The performance is insane, and the development tooling around it is pretty impressive as well. I can live debug the react frontend app in Visual Studio without any setup or config. The project builds and runs the same on every box from dev up to production, so no need for virtualization, or Vagrant or VirtualBox anymore.
I am. The core app is a desktop Electron app with a .Net 6 backend. There's some communication with a web api, also written in .Net 6 and hosted on Azure, but the desktop app is the heart of the product.
Even though it's a cross platform Electron app I haven't built the Mac version yet - so I can't answer yet for any issues that might pop up there. (Only reason being I haven't got around to buying a Mac to test it on.)
Two reasons for using .Net. The first was it's what I've used most in the day job. Second is that a core sdk I need to use inside the app is .Net. Rolling my own in a sexier language would have added months or years to the development time.
.NET Core is great. It's good to go for cross platform development for anything non-gui related.
For client-side apps it is not cross-platform. There's MAUI which might hit all the targets you want, except GNU/Linux. Although Android/Linux is supported. The way to solve this is a web-based UI. There's several ways to go about having a locally running program with a web-based UI. Hijacking a web-based UI is not unique to .NET, so this is not an advantage, it's just this hack makes the lack of native UI not quite as important.
Also, which language/platform has really nailed down cross platform UI's while still being at least "somewhat" native on each target? There's really not many options. It's an industry wide problem. .NET has some decent escape hatches like Blazor. And maybe MAUI will get it right but the jury is still out.
As far as your development environment, you can use VS-code as your IDE in a cross platform way. Develop .NET software on a new M1 Mac? Yes you can! And with LSP you are not tied down to Microsoft tooling. With a little bit of configuration, you can can make Emacs or Vim a fully featured .NET IDE.
There's native AOT compilation so if you have some microservice that needs to spin up stuff, you don't need to worry about start up time.
Overall .NET just seems like an absolute killer tech. I think people are doing themselves a disservice to dismiss it just because it's from M$.
I haven't launched a startup on .NET recently, but I've been looking into modern .NET and I'm pretty impressed. I'll probably use it for my next side-project.
I think Blazor in particular has a lot of potential. I've grown disillusioned with front-end development over the past 5 years so it's worth trying something new and experimental. But I'm not sure I'd bet my career on it or ship it widely yet.
Me, I am writing most of tools for accelerate development and automating home bored tasks with csharp, it still the best prototyping language for me. Of course, I am not a startup yet, but a hope
In 2022 we use NET6, last .NET Core was 3.1 which reaches end-of-life soon.
Our SeekTable started as .NET Core 1.1 app 6 years ago, it was upgraded to 2.1, then 3.1 and now it is a NET6 app. Upgrades up to 3.1 were pain in the ass, API/SDK evolution was quick and not backward compatible, however last upgrade to NET6 was easy - this is more a change of the run-time version, as APIs are not changed anymore and become stable.
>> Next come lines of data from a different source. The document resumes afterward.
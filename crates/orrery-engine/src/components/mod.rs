pub mod color;
pub mod mesh;
/// Anything that can report how much simulation time has elapsed.
///
/// Readings must be monotonically non-decreasing across frames.
pub trait ClockSource {
    fn elapsed_time(&self) -> f64;
}

/// Frame clock driven by the host's per-frame delta.
/// Accumulates elapsed time in f64 so long sessions keep sub-millisecond precision.
#[derive(Debug, Clone, Default)]
pub struct FrameClock {
    /// Seconds since the clock started.
    elapsed: f64,
    /// Number of frames advanced so far.
    frame: u64,
}

impl FrameClock {
    pub fn new() -> Self {
        Self::default()
    }

    /// Advance by one frame. Negative or non-finite deltas count as zero so the
    /// reading never goes backwards.
    pub fn advance(&mut self, frame_dt: f64) {
        if frame_dt.is_finite() && frame_dt > 0.0 {
            self.elapsed += frame_dt;
        }
        self.frame += 1;
    }

    /// Number of frames advanced so far.
    pub fn frame(&self) -> u64 {
        self.frame
    }
}

impl ClockSource for FrameClock {
    fn elapsed_time(&self) -> f64 {
        self.elapsed
    }
}
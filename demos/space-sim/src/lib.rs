use wasm_bindgen::prelude::*;
use orrery_engine::*;

mod bodies;
mod controls;
mod game;
mod interaction;
mod orbit;
use game::SpaceSimulation;

orrery_web::export_game!(SpaceSimulation, "space-sim");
I've been bitten by Microsoft before (relied on tech they eventually killed), but decided it was worth it because of the modernization they had planned. Things such as AOT compilation, strong cross-platform support, lightweight runtime etc. was a giant productivity booster for me and my small team of 4 people.
Microsoft eventually backpaddled on a a few of their promises, but I still believe it was the right choice. I had doubts back then, but I would not hesitate today.